Me queda el gel que llevo apretado en mi mano izquierda. Antes del quince,  en la calle San Vicente Mártir lo engullo para tomar agua después. Cincuenta y cinco minutos y cincuenta segundos. Ya casi llevo un minuto de retraso. Debo recuperarme con el nuevo aporte de glucosa.
Es a partir del dieciocho cuando vuelvo a encontrar ritmo alegre cercano a los tres cuarenta y cinco. He salido del bache. Junto al Palau de la música pienso que ya solo me quedan tres kilómetros, una vuelta al Clot. Los hombres espectadores trajeados sonríen ante la incomprensión de ver a unos locos que enseñan sus carnes corriendo como locos una mañana de domingo otoñal, tan apropiada para escuchar música clásica.
El veinte ya esta ahí y con él el último kilómetro. La meta ya se huele, pero tardo en verla. Rebaso a un cuerpo rezagado en solitario de la UME. Intento poner la sexta ante una avenida de muchísima gente agolpada a ambos márgenes de la recta final, varios arcos hinchables.
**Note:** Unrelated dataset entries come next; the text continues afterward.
//! 应用配置和持久化
//!
//! 提供监听地址、缓存目录、TLS 证书、画布尺寸和描摹工具等设置的存储和读取。

use log::debug;

use crate::export::vector::{DEFAULT_TRACER, DEFAULT_TRACER_TIMEOUT};
use crate::qr::DEFAULT_QR_SIZE;
use crate::transfer::{CanvasSize, ServerOptions};
use crate::transfer::provider::{DEFAULT_CANVAS_HEIGHT, DEFAULT_CANVAS_WIDTH};
use serde::{Deserialize, Serialize};
use std::fs;
use std::path::PathBuf;
use std::time::Duration;

pub const DEFAULT_HOST: &str = "0.0.0.0";
pub const DEFAULT_PORT: u16 = 5000;
pub const DEFAULT_MAX_UPLOAD_BYTES: usize = 256 * 1024 * 1024;

const APP_DIR: &str = "imbridge";

/// 应用设置
#[derive(Debug, Clone, PartialEq, Serialize, Deserialize)]
#[serde(default)]
pub struct AppSettings {
    /// 监听地址
    pub host: String,
    /// 监听端口
    pub port: u16,
    /// 缓存目录（退出时清空）
    pub cache_dir: PathBuf,
    /// 手机端页面所在目录
    pub static_dir: PathBuf,
    /// 签名与拉取的默认输出目录
    pub output_dir: PathBuf,
    /// TLS 证书 (PEM)
    pub tls_cert: PathBuf,
    /// TLS 私钥 (PEM, PKCS#8)
    pub tls_key: PathBuf,
    pub canvas_width: u32,
    pub canvas_height: u32,
    /// 矢量描摹工具
    pub tracer: String,
    pub tracer_timeout_secs: u64,
    /// 单次上传请求体上限
    pub max_upload_bytes: usize,
    /// 二维码图片的默认输出目录
    pub qr_dir: PathBuf,
    /// 二维码边长（像素）
    pub qr_size: u32,
    /// 嵌入二维码中心的徽标
    pub qr_logo: Option<PathBuf>,
}

impl Default for AppSettings {
    fn default() -> Self {
        let config_dir = config_dir();
        let output_dir = dirs::document_dir()
            .unwrap_or_else(|| PathBuf::from("."))
            .join(APP_DIR);
        Self {
            host: DEFAULT_HOST.to_string(),
            port: DEFAULT_PORT,
            cache_dir: dirs::cache_dir()
                .unwrap_or_else(std::env::temp_dir)
                .join(APP_DIR)
                .join("cache"),
            static_dir: PathBuf::from("static"),
            output_dir: output_dir.clone(),
            tls_cert: config_dir.join("cert.pem"),
            tls_key: config_dir.join("key.pem"),
            canvas_width: DEFAULT_CANVAS_WIDTH,
            canvas_height: DEFAULT_CANVAS_HEIGHT,
            tracer: DEFAULT_TRACER.to_string(),
            tracer_timeout_secs: DEFAULT_TRACER_TIMEOUT.as_secs(),
            max_upload_bytes: DEFAULT_MAX_UPLOAD_BYTES,
            qr_dir: output_dir.join("qr"),
            qr_size: DEFAULT_QR_SIZE,
            qr_logo: None,
        }
    }
}

fn config_dir() -> PathBuf {
    dirs::config_dir()
        .unwrap_or_else(|| PathBuf::from("."))
        .join(APP_DIR)
}

impl AppSettings {
    /// 获取配置文件路径
    pub fn config_path() -> PathBuf {
        config_dir().join("settings.toml")
    }

    /// 加载设置（如果文件不存在则使用默认值）
    pub fn load() -> Self {
        Self::load_from(&Self::config_path())
    }

    pub fn load_from(path: &std::path::Path) -> Self {
        if path.exists() {
            match fs::read_to_string(path) {
                Ok(content) => match toml::from_str(&content) {
                    Ok(settings) => {
                        debug!("Loaded settings from {:?}", path);
                        return settings;
                    }
                    Err(e) => {
                        log::warn!("Failed to parse settings: {}, using defaults", e);
                    }
                },
                Err(e) => {
                    log::warn!("Failed to read settings file: {}, using defaults", e);
                }
            }
        }
        Self::default()
    }

    /// 保存设置
    pub fn save(&self) -> anyhow::Result<()> {
        self.save_to(&Self::config_path())
    }

    pub fn save_to(&self, path: &std::path::Path) -> anyhow::Result<()> {
        if let Some(parent) = path.parent() {
            fs::create_dir_all(parent)?;
        }
        let content = toml::to_string_pretty(self)?;
        fs::write(path, content)?;
        debug!("Saved settings to {:?}", path);
        Ok(())
    }

    pub fn canvas_size(&self) -> CanvasSize {
        CanvasSize {
            width: self.canvas_width,
            height: self.canvas_height,
        }
    }

    pub fn tracer_timeout(&self) -> Duration {
        Duration::from_secs(self.tracer_timeout_secs)
    }

    /// 转换为桥接服务的启动参数
    pub fn server_options(&self) -> ServerOptions {
        ServerOptions {
            host: self.host.clone(),
            port: self.port,
            static_dir: self.static_dir.clone(),
            tls_cert: self.tls_cert.clone(),
            tls_key: self.tls_key.clone(),
            max_upload_bytes: self.max_upload_bytes,
        }
    }
}
//! 桥接服务器
//!
//! 面向手机浏览器的 HTTP/HTTPS 服务，运行在后台任务中。
//!
//! # 路由
//!
//! - `GET /` 静态客户端页面
//! - `GET /get_latest_metadata` 最近一次上传的记录
//! - `POST /api/file_share/upload` 上传文件（multipart 字段 `photos`）
//! - `GET /canvas/size` 桌面端签名画布尺寸
//! - `GET /api/file_share/files` 桌面端分享列表
//! - `GET /api/file_share/download?filename=` 下载分享文件

use log::{debug, error, info, warn};

use crate::error::{BridgeError, Result};
use crate::transfer::cache_dir::CacheDir;
use crate::transfer::handlers::{self, BridgeContext};
use crate::transfer::provider::{CanvasSizeProvider, FileListProvider};
use crate::transfer::state::TransferStateCache;
use crate::transfer::tls;
use axum::{
    Router,
    extract::DefaultBodyLimit,
    routing::{get, post},
};
use std::fmt;
use std::net::SocketAddr;
use std::path::PathBuf;
use std::sync::Arc;
use std::time::Duration;
use tokio::net::TcpListener;
use tokio::sync::oneshot;
use tokio::task::JoinHandle;
use tower_http::services::ServeDir;
use tower_http::trace::TraceLayer;

/// 优雅关闭的最长等待时间，超时后强制终止接收任务
const SHUTDOWN_GRACE: Duration = Duration::from_secs(5);

/// 协议
#[derive(Debug, Clone, Copy, PartialEq, Eq)]
pub enum Scheme {
    Http,
    Https,
}

impl fmt::Display for Scheme {
    fn fmt(&self, f: &mut fmt::Formatter<'_>) -> fmt::Result {
        match self {
            Scheme::Http => write!(f, "http"),
            Scheme::Https => write!(f, "https"),
        }
    }
}

/// 服务器选项
#[derive(Debug, Clone)]
pub struct ServerOptions {
    pub host: String,
    pub port: u16,
    /// 手机端静态页面目录
    pub static_dir: PathBuf,
    pub tls_cert: PathBuf,
    pub tls_key: PathBuf,
    pub max_upload_bytes: usize,
}

struct RunningServer {
    local_addr: SocketAddr,
    scheme: Scheme,
    shutdown_tx: oneshot::Sender<()>,
    handle: JoinHandle<()>,
}

/// 桥接服务器
pub struct BridgeServer {
    options: ServerOptions,
    cache: CacheDir,
    transfers: Arc<TransferStateCache>,
    file_list: Option<Arc<dyn FileListProvider>>,
    canvas_size: Option<Arc<dyn CanvasSizeProvider>>,
    running: Option<RunningServer>,
}

impl BridgeServer {
    pub fn new(options: ServerOptions, cache: CacheDir, transfers: Arc<TransferStateCache>) -> Self {
        Self {
            options,
            cache,
            transfers,
            file_list: None,
            canvas_size: None,
            running: None,
        }
    }

    /// 注册分享列表提供者
    pub fn with_file_list_provider(mut self, provider: Arc<dyn FileListProvider>) -> Self {
        self.file_list = Some(provider);
        self
    }

    /// 注册画布尺寸提供者
    pub fn with_canvas_size_provider(mut self, provider: Arc<dyn CanvasSizeProvider>) -> Self {
        self.canvas_size = Some(provider);
        self
    }

    pub fn options(&self) -> &ServerOptions {
        &self.options
    }

    /// 修改监听地址，下次 `start` 生效
    pub fn set_endpoint(&mut self, host: impl Into<String>, port: u16) {
        self.options.host = host.into();
        self.options.port = port;
    }

    pub fn is_running(&self) -> bool {
        self.running.is_some()
    }

    /// 实际监听地址（端口 0 时为系统分配的端口）
    pub fn local_addr(&self) -> Option<SocketAddr> {
        self.running.as_ref().map(|r| r.local_addr)
    }

    pub fn scheme(&self) -> Option<Scheme> {
        self.running.as_ref().map(|r| r.scheme)
    }

    /// 给定对外地址的访问 URL
    pub fn base_url(&self, host: &str) -> Option<String> {
        self.running
            .as_ref()
            .map(|r| format!("{}://{}:{}/", r.scheme, host, r.local_addr.port()))
    }

    fn router(&self) -> Router {
        let context = Arc::new(BridgeContext {
            cache: self.cache.clone(),
            transfers: self.transfers.clone(),
            file_list: self.file_list.clone(),
            canvas_size: self.canvas_size.clone(),
        });

        Router::new()
            .route("/get_latest_metadata", get(handlers::latest_metadata))
            .route("/api/file_share/upload", post(handlers::upload))
            .route("/canvas/size", get(handlers::canvas_size))
            .route("/api/file_share/files", get(handlers::list_shared))
            .route("/api/file_share/download", get(handlers::download))
            .fallback_service(ServeDir::new(&self.options.static_dir))
            .layer(DefaultBodyLimit::max(self.options.max_upload_bytes))
            .layer(TraceLayer::new_for_http())
            .with_state(context)
    }

    /// 启动服务器
    ///
    /// 已在运行时直接返回当前地址。
    pub async fn start(&mut self) -> Result<SocketAddr> {
        if let Some(running) = &self.running {
            info!("Bridge server already running on {}", running.local_addr);
            return Ok(running.local_addr);
        }

        let addr = format!("{}:{}", self.options.host, self.options.port);
        let listener = TcpListener::bind(&addr)
            .await
            .map_err(|source| BridgeError::Bind {
                addr: addr.clone(),
                source,
            })?;
        let local_addr = listener.local_addr()?;

        let app = self.router();
        let acceptor = tls::load_acceptor(&self.options.tls_cert, &self.options.tls_key);
        let scheme = if acceptor.is_some() {
            Scheme::Https
        } else {
            Scheme::Http
        };

        let (shutdown_tx, shutdown_rx) = oneshot::channel();
        let handle = match acceptor {
            Some(acceptor) => tokio::spawn(tls::serve_tls(listener, acceptor, app, shutdown_rx)),
            None => tokio::spawn(async move {
                let shutdown = async {
                    let _ = shutdown_rx.await;
                };
                if let Err(e) = axum::serve(listener, app)
                    .with_graceful_shutdown(shutdown)
                    .await
                {
                    error!("Bridge server error: {}", e);
                }
            }),
        };

        info!("Bridge server listening on {}://{}", scheme, local_addr);
        self.running = Some(RunningServer {
            local_addr,
            scheme,
            shutdown_tx,
            handle,
        });
        Ok(local_addr)
    }

    /// 停止服务器
    ///
    /// 返回时监听套接字已经释放，已建立的连接也已关闭。未运行时什么也不做。
    pub async fn stop(&mut self) {
        let Some(running) = self.running.take() else {
            debug!("Bridge server not running");
            return;
        };

        let _ = running.shutdown_tx.send(());
        let mut handle = running.handle;
        if tokio::time::timeout(SHUTDOWN_GRACE, &mut handle).await.is_err() {
            warn!("Bridge server did not drain in time, aborting");
            handle.abort();
            let _ = handle.await;
        }

        info!("Bridge server on {} stopped", running.local_addr);
    }
}

#[cfg(test)]
mod tests {
    use super::*;

    fn options(tmp: &std::path::Path) -> ServerOptions {
        ServerOptions {
            host: "127.0.0.1".into(),
            port: 0,
            static_dir: tmp.join("static"),
            tls_cert: tmp.join("cert.pem"),
            tls_key: tmp.join("key.pem"),
            max_upload_bytes: 1024 * 1024,
        }
    }

    #[tokio::test]
    async fn test_start_is_idempotent() {
        let tmp = tempfile::tempdir().unwrap();
        let mut server = BridgeServer::new(
            options(tmp.path()),
            CacheDir::new(tmp.path().join("cache")),
            Arc::new(TransferStateCache::new()),
        );

        let first = server.start().await.unwrap();
        let second = server.start().await.unwrap();
        assert_eq!(first, second);
        assert_eq!(server.scheme(), Some(Scheme::Http));
        assert_eq!(
            server.base_url("192.168.1.5"),
            Some(format!("http://192.168.1.5:{}/", first.port()))
        );

        server.stop().await;
        assert!(!server.is_running());
    }

    #[tokio::test]
    async fn test_stop_releases_port() {
        let tmp = tempfile::tempdir().unwrap();
        let mut server = BridgeServer::new(
            options(tmp.path()),
            CacheDir::new(tmp.path().join("cache")),
            Arc::new(TransferStateCache::new()),
        );

        let addr = server.start().await.unwrap();
        server.stop().await;

        // 同一端口立即可以重新绑定
        server.set_endpoint("127.0.0.1", addr.port());
        let again = server.start().await.unwrap();
        assert_eq!(again.port(), addr.port());
        server.stop().await;
    }

    #[tokio::test]
    async fn test_stop_when_not_running_is_noop() {
        let tmp = tempfile::tempdir().unwrap();
        let mut server = BridgeServer::new(
            options(tmp.path()),
            CacheDir::new(tmp.path().join("cache")),
            Arc::new(TransferStateCache::new()),
        );
        server.stop().await;
        server.stop().await;
        assert!(!server.is_running());
        assert!(server.base_url("127.0.0.1").is_none());
    }

    #[tokio::test]
    async fn test_bind_failure() {
        let tmp = tempfile::tempdir().unwrap();
        let blocker = std::net::TcpListener::bind("127.0.0.1:0").unwrap();
        let port = blocker.local_addr().unwrap().port();

        let mut opts = options(tmp.path());
        opts.port = port;
        let mut server = BridgeServer::new(
            opts,
            CacheDir::new(tmp.path().join("cache")),
            Arc::new(TransferStateCache::new()),
        );

        assert!(matches!(
            server.start().await,
            Err(BridgeError::Bind { .. })
        ));
        assert!(!server.is_running());
    }
}
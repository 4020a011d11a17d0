//! 工作流模块
//!
//! 桌面端拉取手机上传内容的高层 API

pub mod fetch;

pub use fetch::{FetchError, pull_draw, pull_files};
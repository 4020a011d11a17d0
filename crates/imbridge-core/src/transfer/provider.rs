//! 桌面端协作接口
//!
//! 服务端只依赖这两个窄接口，在启动前注册一次。未注册时退化为空列表和默认画布尺寸。

use serde::{Deserialize, Serialize};
use std::path::PathBuf;

pub const DEFAULT_CANVAS_WIDTH: u32 = 560;
pub const DEFAULT_CANVAS_HEIGHT: u32 = 300;

/// 签名画布尺寸
#[derive(Debug, Clone, Copy, PartialEq, Eq, Serialize, Deserialize)]
pub struct CanvasSize {
    pub width: u32,
    pub height: u32,
}

impl Default for CanvasSize {
    fn default() -> Self {
        Self {
            width: DEFAULT_CANVAS_WIDTH,
            height: DEFAULT_CANVAS_HEIGHT,
        }
    }
}

/// 桌面端当前选中的分享文件
pub trait FileListProvider: Send + Sync {
    fn get_file_list(&self) -> Vec<PathBuf>;
}

/// 桌面端签名画布尺寸
pub trait CanvasSizeProvider: Send + Sync {
    fn get_canvas_size(&self) -> CanvasSize;
}

impl FileListProvider for Vec<PathBuf> {
    fn get_file_list(&self) -> Vec<PathBuf> {
        self.clone()
    }
}

impl CanvasSizeProvider for CanvasSize {
    fn get_canvas_size(&self) -> CanvasSize {
        *self
    }
}
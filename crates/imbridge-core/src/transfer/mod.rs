//! 传输模块
//!
//! 包含:
//! - 文件名清洗与缓存目录
//! - 单槽传输状态缓存
//! - HTTP/HTTPS 桥接服务器（手机端）

pub mod bridge_server;
pub mod cache_dir;
pub mod handlers;
pub mod provider;
pub mod sanitize;
pub mod state;
pub mod tls;

pub use bridge_server::{BridgeServer, Scheme, ServerOptions};
pub use cache_dir::CacheDir;
pub use handlers::{SharedFileInfo, UPLOAD_FIELD};
pub use provider::{CanvasSize, CanvasSizeProvider, FileListProvider};
pub use sanitize::sanitize_filename;
pub use state::{TransferKind, TransferRecord, TransferStateCache};
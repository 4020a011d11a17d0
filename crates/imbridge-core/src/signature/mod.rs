//! 签名采集
//!
//! 指针事件驱动的画布状态机，笔迹用三点中点平滑后栅格化到 RGBA 位图上。
//! 背景是透明白色，导出时按 alpha 裁剪。

pub mod canvas;
pub mod raster;

pub use canvas::{
    BACKGROUND, CaptureState, CloseDecision, PointerEvent, Segment, SignatureCanvas,
};
pub use raster::{Pen, draw_segment};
Más gélidas las expresiones  que el cielo azul cálido junto al puerto del mediterráneo. Y final, terminó el martirio. 
Una hora dieciocho marca el electrónico. Objetivo cumplido con sandalias pero jo… lo que me ha tocado sufrir. Cincuenta segundos de penalización no van a ninguna parte.
Lo mejor esta por venir. El paseo bajo el sol junto al mar,las terrazas y los tinglados del puerto marítimo de Valencia. Los compañeros de amics del clot y la Cerveza con tapa y lata en Casa Calabuig.